Exercise goal:
Exactly as given, transcribe each entry that follows.
Data for processing section start
use std::sync::Arc;

use parking_lot::Mutex;

use crate::{
  demand::Demand,
  outlet::Outlet,
  publisher::{Just, Publisher},
  subscriber::{Completion, Subscriber},
  subscription::{Subscription, SubscriptionRef, Upstream},
};

/// On failure, continues with the publisher `handler` builds from the error.
///
/// Demand the downstream granted but the failed upstream never used is
/// carried over to the replacement. `Finished` is forwarded as is.
#[derive(Clone)]
pub struct Catch<P, F> {
  pub(crate) source: P,
  pub(crate) handler: F,
}

pub type ReplaceError<P, T, E> = Catch<P, Box<dyn FnOnce(E) -> Just<T> + Send>>;

impl<P, F, Q> Publisher for Catch<P, F>
where
  P: Publisher,
  F: FnOnce(P::Failure) -> Q + Send + 'static,
  Q: Publisher<Output = P::Output>,
{
  type Output = P::Output;
  type Failure = Q::Failure;

  fn subscribe<S>(self, subscriber: S)
  where
    S: Subscriber<P::Output, Q::Failure>,
  {
    let node = Arc::new(CatchNode {
      outlet: Outlet::new(subscriber),
      upstream: Upstream::new(),
      outstanding: Mutex::new(Demand::NONE),
    });
    node.outlet.attach(node.clone());
    self.source.subscribe(CatchPrimary { node, handler: self.handler });
  }
}

struct CatchNode<T, E, S> {
  outlet: Outlet<T, E, S>,
  upstream: Upstream,
  // Demand granted to the current upstream and not yet used.
  outstanding: Mutex<Demand>,
}

impl<T, E, S> CatchNode<T, E, S>
where
  T: Send + 'static,
  E: Send + 'static,
  S: Subscriber<T, E>,
{
  fn deliver(&self, value: T) -> Demand {
    *self.outstanding.lock() -= 1;
    let extra = self.outlet.push(value);
    *self.outstanding.lock() += extra;
    extra
  }
}

impl<T, E, S> Subscription for CatchNode<T, E, S>
where
  T: Send + 'static,
  E: Send + 'static,
  S: Subscriber<T, E>,
{
  fn request(&self, demand: Demand) {
    let total = demand + self.outlet.request(demand);
    *self.outstanding.lock() += total;
    self.upstream.request(total);
  }

  fn cancel(&self) {
    self.outlet.cancel();
    self.upstream.cancel();
  }
}

struct CatchPrimary<T, E, S, F> {
  node: Arc<CatchNode<T, E, S>>,
  handler: F,
}

impl<T, E, E0, S, F, Q> Subscriber<T, E0> for CatchPrimary<T, E, S, F>
where
  T: Send + 'static,
  E: Send + 'static,
  S: Subscriber<T, E>,
  F: FnOnce(E0) -> Q + Send + 'static,
  Q: Publisher<Output = T, Failure = E>,
{
  fn receive_subscription(&mut self, subscription: SubscriptionRef) { self.node.upstream.set(subscription) }

  fn receive(&mut self, input: T) -> Demand { self.node.deliver(input) }

  fn receive_completion(self, completion: Completion<E0>) {
    let err = match completion {
      Completion::Finished => {
        self.node.upstream.release();
        self.node.outlet.complete(Completion::Finished);
        return;
      }
      Completion::Failed(err) => err,
    };
    let carry = *self.node.outstanding.lock();
    self.node.upstream.reset(carry);
    if self.node.outlet.is_closed() {
      self.node.upstream.cancel();
      return;
    }
    tracing::debug!("upstream failed, switching to the replacement publisher");
    (self.handler)(err).subscribe(CatchSecondary { node: self.node });
  }
}

struct CatchSecondary<T, E, S> {
  node: Arc<CatchNode<T, E, S>>,
}

impl<T, E, S> Subscriber<T, E> for CatchSecondary<T, E, S>
where
  T: Send + 'static,
  E: Send + 'static,
  S: Subscriber<T, E>,
{
  fn receive_subscription(&mut self, subscription: SubscriptionRef) { self.node.upstream.set(subscription) }

  fn receive(&mut self, input: T) -> Demand { self.node.deliver(input) }

  fn receive_completion(self, completion: Completion<E>) {
    self.node.upstream.release();
    self.node.outlet.complete(completion);
  }
}

#[cfg(test)]
mod tests {
  use crate::{prelude::*, testing::TestSubscriber};

  fn fails_on_sixth() -> impl Publisher<Output = i32, Failure = &'static str> {
    from_iter(1..=10).set_failure_type().try_map(|v| if v == 6 { Err("six") } else { Ok(v) })
  }

  #[test]
  fn switches_to_the_fallback() {
    let (subscriber, recorder) = TestSubscriber::unlimited();
    fails_on_sixth().catch(|_| just(0)).subscribe(subscriber);
    assert_eq!(recorder.values(), vec![1, 2, 3, 4, 5, 0]);
    assert!(recorder.is_finished());
  }

  #[test]
  fn leftover_demand_moves_to_the_fallback() {
    let (subscriber, recorder) = TestSubscriber::new(Demand::max(7));
    fails_on_sixth().catch(|_| from_iter(100..200)).subscribe(subscriber);
    assert_eq!(recorder.values(), vec![1, 2, 3, 4, 5, 100, 101]);
    assert!(!recorder.is_completed());
  }

  #[test]
  fn finished_is_not_intercepted() {
    let (subscriber, recorder) = TestSubscriber::unlimited();
    from_iter(0..2).set_failure_type::<()>().catch(|_| just(9)).subscribe(subscriber);
    assert_eq!(recorder.values(), vec![0, 1]);
    assert!(recorder.is_finished());
  }

  #[test]
  fn fallback_may_fail_with_another_type() {
    let (subscriber, recorder) = TestSubscriber::unlimited();
    fail::<i32, _>("first").catch(|e: &str| fail::<i32, _>(e.len())).subscribe(subscriber);
    assert_eq!(recorder.failure(), Some(5));
  }

  #[test]
  fn replace_error() {
    let (subscriber, recorder) = TestSubscriber::unlimited();
    Record::failing([1, 2], "oops").replace_error(-1).subscribe(subscriber);
    assert_eq!(recorder.values(), vec![1, 2, -1]);
    assert!(recorder.is_finished());
  }
}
Data for processing section end
Answer to this task:
use std::sync::Arc;

use parking_lot::Mutex;

use crate::{
  demand::Demand,
  outlet::Outlet,
  publisher::{Just, Publisher},
  subscriber::{Completion, Subscriber},
  subscription::{Subscription, SubscriptionRef, Upstream},
};

/// On failure, continues with the publisher `handler` builds from the error.
///
/// Demand the downstream granted but the failed upstream never used is
/// carried over to the replacement. `Finished` is forwarded as is.
#[derive(Clone)]
pub struct Catch<P, F> {
  pub(crate) source: P,
  pub(crate) handler: F,
}

pub type ReplaceError<P, T, E> = Catch<P, Box<dyn FnOnce(E) -> Just<T> + Send>>;

impl<P, F, Q> Publisher for Catch<P, F>
where
  P: Publisher,
  F: FnOnce(P::Failure) -> Q + Send + 'static,
  Q: Publisher<Output = P::Output>,
{
  type Output = P::Output;
  type Failure = Q::Failure;

  fn subscribe<S>(self, subscriber: S)
  where
    S: Subscriber<P::Output, Q::Failure>,
  {
    let node = Arc::new(CatchNode {
      outlet: Outlet::new(subscriber),
      upstream: Upstream::new(),
      outstanding: Mutex::new(Demand::NONE),
    });
    node.outlet.attach(node.clone());
    self.source.subscribe(CatchPrimary { node, handler: self.handler });
  }
}

struct CatchNode<T, E, S> {
  outlet: Outlet<T, E, S>,
  upstream: Upstream,
  // Demand granted to the current upstream and not yet used.
  outstanding: Mutex<Demand>,
}

impl<T, E, S> CatchNode<T, E, S>
where
  T: Send + 'static,
  E: Send + 'static,
  S: Subscriber<T, E>,
{
  fn deliver(&self, value: T) -> Demand {
    *self.outstanding.lock() -= 1;
    let extra = self.outlet.push(value);
    *self.outstanding.lock() += extra;
    extra
  }
}

impl<T, E, S> Subscription for CatchNode<T, E, S>
where
  T: Send + 'static,
  E: Send + 'static,
  S: Subscriber<T, E>,
{
  fn request(&self, demand: Demand) {
    let total = demand + self.outlet.request(demand);
    *self.outstanding.lock() += total;
    self.upstream.request(total);
  }

  fn cancel(&self) {
    self.outlet.cancel();
    self.upstream.cancel();
  }
}

struct CatchPrimary<T, E, S, F> {
  node: Arc<CatchNode<T, E, S>>,
  handler: F,
}

impl<T, E, E0, S, F, Q> Subscriber<T, E0> for CatchPrimary<T, E, S, F>
where
  T: Send + 'static,
  E: Send + 'static,
  S: Subscriber<T, E>,
  F: FnOnce(E0) -> Q + Send + 'static,
  Q: Publisher<Output = T, Failure = E>,
{
  fn receive_subscription(&mut self, subscription: SubscriptionRef) { self.node.upstream.set(subscription) }

  fn receive(&mut self, input: T) -> Demand { self.node.deliver(input) }

  fn receive_completion(self, completion: Completion<E0>) {
    let err = match completion {
      Completion::Finished => {
        self.node.upstream.release();
        self.node.outlet.complete(Completion::Finished);
        return;
      }
      Completion::Failed(err) => err,
    };
    let carry = *self.node.outstanding.lock();
    self.node.upstream.reset(carry);
    if self.node.outlet.is_closed() {
      self.node.upstream.cancel();
      return;
    }
    tracing::debug!("upstream failed, switching to the replacement publisher");
    (self.handler)(err).subscribe(CatchSecondary { node: self.node });
  }
}

struct CatchSecondary<T, E, S> {
  node: Arc<CatchNode<T, E, S>>,
}

impl<T, E, S> Subscriber<T, E> for CatchSecondary<T, E, S>
where
  T: Send + 'static,
  E: Send + 'static,
  S: Subscriber<T, E>,
{
  fn receive_subscription(&mut self, subscription: SubscriptionRef) { self.node.upstream.set(subscription) }

  fn receive(&mut self, input: T) -> Demand { self.node.deliver(input) }

  fn receive_completion(self, completion: Completion<E>) {
    self.node.upstream.release();
    self.node.outlet.complete(completion);
  }
}

#[cfg(test)]
mod tests {
  use crate::{prelude::*, testing::TestSubscriber};

  fn fails_on_sixth() -> impl Publisher<Output = i32, Failure = &'static str> {
    from_iter(1..=10).set_failure_type().try_map(|v| if v == 6 { Err("six") } else { Ok(v) })
  }

  #[test]
  fn switches_to_the_fallback() {
    let (subscriber, recorder) = TestSubscriber::unlimited();
    fails_on_sixth().catch(|_| just(0)).subscribe(subscriber);
    assert_eq!(recorder.values(), vec![1, 2, 3, 4, 5, 0]);
    assert!(recorder.is_finished());
  }

  #[test]
  fn leftover_demand_moves_to_the_fallback() {
    let (subscriber, recorder) = TestSubscriber::new(Demand::max(7));
    fails_on_sixth().catch(|_| from_iter(100..200)).subscribe(subscriber);
    assert_eq!(recorder.values(), vec![1, 2, 3, 4, 5, 100, 101]);
    assert!(!recorder.is_completed());
  }

  #[test]
  fn finished_is_not_intercepted() {
    let (subscriber, recorder) = TestSubscriber::unlimited();
    from_iter(0..2).set_failure_type::<()>().catch(|_| just(9)).subscribe(subscriber);
    assert_eq!(recorder.values(), vec![0, 1]);
    assert!(recorder.is_finished());
  }

  #[test]
  fn fallback_may_fail_with_another_type() {
    let (subscriber, recorder) = TestSubscriber::unlimited();
    fail::<i32, _>("first").catch(|e: &str| fail::<i32, _>(e.len())).subscribe(subscriber);
    assert_eq!(recorder.failure(), Some(5));
  }

  #[test]
  fn replace_error() {
    let (subscriber, recorder) = TestSubscriber::unlimited();
    Record::failing([1, 2], "oops").replace_error(-1).subscribe(subscriber);
    assert_eq!(recorder.values(), vec![1, 2, -1]);
    assert!(recorder.is_finished());
  }
}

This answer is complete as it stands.